Could each entry be returned exactly as it appears?

*** PROVIDED DATA Section Begins ***

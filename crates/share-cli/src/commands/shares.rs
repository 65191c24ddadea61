//! Share commands

use colored::Colorize;
use share_conf::Section;
use share_core::{AdminContext, Error, ProvisionReport};

use super::diff::print_preview;
use super::{SectionEdit, print_json};
use crate::error::{CliError, Result};

pub fn run_shares_list(ctx: &AdminContext, json: bool) -> Result<()> {
    let shares = ctx.list_shares()?;
    if json {
        return print_json(&shares);
    }

    if shares.is_empty() {
        println!("{}", "No shares defined.".dimmed());
        return Ok(());
    }
    for (name, share) in &shares {
        println!("  {:<20} {}", name.green(), share.path().unwrap_or("-").dimmed());
    }
    println!();
    println!("{} {} shares", "Total:".dimmed(), shares.len());
    Ok(())
}

pub fn run_shares_show(ctx: &AdminContext, name: &str, json: bool) -> Result<()> {
    let share = ctx.get_share(name)?;
    if json {
        return print_json(&share);
    }
    print_section(name, &share);
    Ok(())
}

pub fn run_shares_set(ctx: &AdminContext, name: &str, edit: &SectionEdit, dry_run: bool) -> Result<()> {
    if edit.is_empty() {
        return Err(CliError::user("Nothing to change: give KEY=VALUE parameters or --unset"));
    }

    let current = match ctx.get_share(name) {
        Ok(share) => share,
        Err(Error::NotFound { .. }) => Section::new(),
        Err(e) => return Err(e.into()),
    };
    let share = edit.apply(current);

    if dry_run {
        let preview = ctx.preview_upsert(name, &share)?;
        print_preview(&preview, &ctx.store.path().to_string_lossy());
        return Ok(());
    }

    let report = ctx.upsert_share(name, &share)?;
    print_report(&report);
    Ok(())
}

pub fn run_shares_delete(ctx: &AdminContext, name: &str, dry_run: bool) -> Result<()> {
    if dry_run {
        let preview = ctx.preview_delete(name)?;
        print_preview(&preview, &ctx.store.path().to_string_lossy());
        return Ok(());
    }

    ctx.delete_share(name)?;
    println!("{} Removed share {}", "OK".green().bold(), name.cyan());
    println!("   {}", "Directory and ACL were left in place.".dimmed());
    Ok(())
}

pub fn run_shares_acl(ctx: &AdminContext, name: &str, json: bool) -> Result<()> {
    let acl = ctx.share_acl(name)?;
    if json {
        return print_json(&acl);
    }

    println!("{} {}", "Path:".bold(), acl.path);
    println!("{} {}:{}", "Owner:".bold(), acl.owner, acl.group);
    if let Some(mask) = &acl.mask {
        println!("{} {}", "Mask:".bold(), mask);
    }
    if let Some(mask) = &acl.default_mask {
        println!("{} {}", "Default mask:".bold(), mask);
    }
    if acl.entries.is_empty() {
        println!("{}", "No named entries.".dimmed());
        return Ok(());
    }

    println!();
    for entry in &acl.entries {
        let scope = if entry.is_default { "default" } else { "access" };
        println!(
            "  {:<8} {:<6} {:<20} {}",
            scope.dimmed(),
            entry.kind.to_string(),
            entry.principal.green(),
            entry.permission
        );
    }
    Ok(())
}

pub fn run_shares_refresh_acls(ctx: &AdminContext) -> Result<()> {
    let refreshed = ctx.refresh_acls()?;
    println!("{} Refreshed ACLs of {} shares", "OK".green().bold(), refreshed);
    Ok(())
}

pub(crate) fn print_section(name: &str, section: &Section) {
    println!("{}", format!("[{}]", name).cyan().bold());
    for (key, value) in section.iter() {
        println!("    {} = {}", key, value);
    }
}

fn print_report(report: &ProvisionReport) {
    for action in &report.actions {
        println!("  {} {}", "+".green(), action);
    }
    println!(
        "{} Share {} provisioned ({} stages)",
        "OK".green().bold(),
        report.share.cyan(),
        report.completed.len()
    );
}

*** PROVIDED DATA Section Ends ***

ANSWER FOR THIS EXERCISE:
filename crates/share-cli/src/commands/shares.rs
repository 65191c24ddadea61
//! Share commands

use colored::Colorize;
use share_conf::Section;
use share_core::{AdminContext, Error, ProvisionReport};

use super::diff::print_preview;
use super::{SectionEdit, print_json};
use crate::error::{CliError, Result};

pub fn run_shares_list(ctx: &AdminContext, json: bool) -> Result<()> {
    let shares = ctx.list_shares()?;
    if json {
        return print_json(&shares);
    }

    if shares.is_empty() {
        println!("{}", "No shares defined.".dimmed());
        return Ok(());
    }
    for (name, share) in &shares {
        println!("  {:<20} {}", name.green(), share.path().unwrap_or("-").dimmed());
    }
    println!();
    println!("{} {} shares", "Total:".dimmed(), shares.len());
    Ok(())
}

pub fn run_shares_show(ctx: &AdminContext, name: &str, json: bool) -> Result<()> {
    let share = ctx.get_share(name)?;
    if json {
        return print_json(&share);
    }
    print_section(name, &share);
    Ok(())
}

pub fn run_shares_set(ctx: &AdminContext, name: &str, edit: &SectionEdit, dry_run: bool) -> Result<()> {
    if edit.is_empty() {
        return Err(CliError::user("Nothing to change: give KEY=VALUE parameters or --unset"));
    }

    let current = match ctx.get_share(name) {
        Ok(share) => share,
        Err(Error::NotFound { .. }) => Section::new(),
        Err(e) => return Err(e.into()),
    };
    let share = edit.apply(current);

    if dry_run {
        let preview = ctx.preview_upsert(name, &share)?;
        print_preview(&preview, &ctx.store.path().to_string_lossy());
        return Ok(());
    }

    let report = ctx.upsert_share(name, &share)?;
    print_report(&report);
    Ok(())
}

pub fn run_shares_delete(ctx: &AdminContext, name: &str, dry_run: bool) -> Result<()> {
    if dry_run {
        let preview = ctx.preview_delete(name)?;
        print_preview(&preview, &ctx.store.path().to_string_lossy());
        return Ok(());
    }

    ctx.delete_share(name)?;
    println!("{} Removed share {}", "OK".green().bold(), name.cyan());
    println!("   {}", "Directory and ACL were left in place.".dimmed());
    Ok(())
}

pub fn run_shares_acl(ctx: &AdminContext, name: &str, json: bool) -> Result<()> {
    let acl = ctx.share_acl(name)?;
    if json {
        return print_json(&acl);
    }

    println!("{} {}", "Path:".bold(), acl.path);
    println!("{} {}:{}", "Owner:".bold(), acl.owner, acl.group);
    if let Some(mask) = &acl.mask {
        println!("{} {}", "Mask:".bold(), mask);
    }
    if let Some(mask) = &acl.default_mask {
        println!("{} {}", "Default mask:".bold(), mask);
    }
    if acl.entries.is_empty() {
        println!("{}", "No named entries.".dimmed());
        return Ok(());
    }

    println!();
    for entry in &acl.entries {
        let scope = if entry.is_default { "default" } else { "access" };
        println!(
            "  {:<8} {:<6} {:<20} {}",
            scope.dimmed(),
            entry.kind.to_string(),
            entry.principal.green(),
            entry.permission
        );
    }
    Ok(())
}

pub fn run_shares_refresh_acls(ctx: &AdminContext) -> Result<()> {
    let refreshed = ctx.refresh_acls()?;
    println!("{} Refreshed ACLs of {} shares", "OK".green().bold(), refreshed);
    Ok(())
}

pub(crate) fn print_section(name: &str, section: &Section) {
    println!("{}", format!("[{}]", name).cyan().bold());
    for (key, value) in section.iter() {
        println!("    {} = {}", key, value);
    }
}

fn print_report(report: &ProvisionReport) {
    for action in &report.actions {
        println!("  {} {}", "+".green(), action);
    }
    println!(
        "{} Share {} provisioned ({} stages)",
        "OK".green().bold(),
        report.share.cyan(),
        report.completed.len()
    );
}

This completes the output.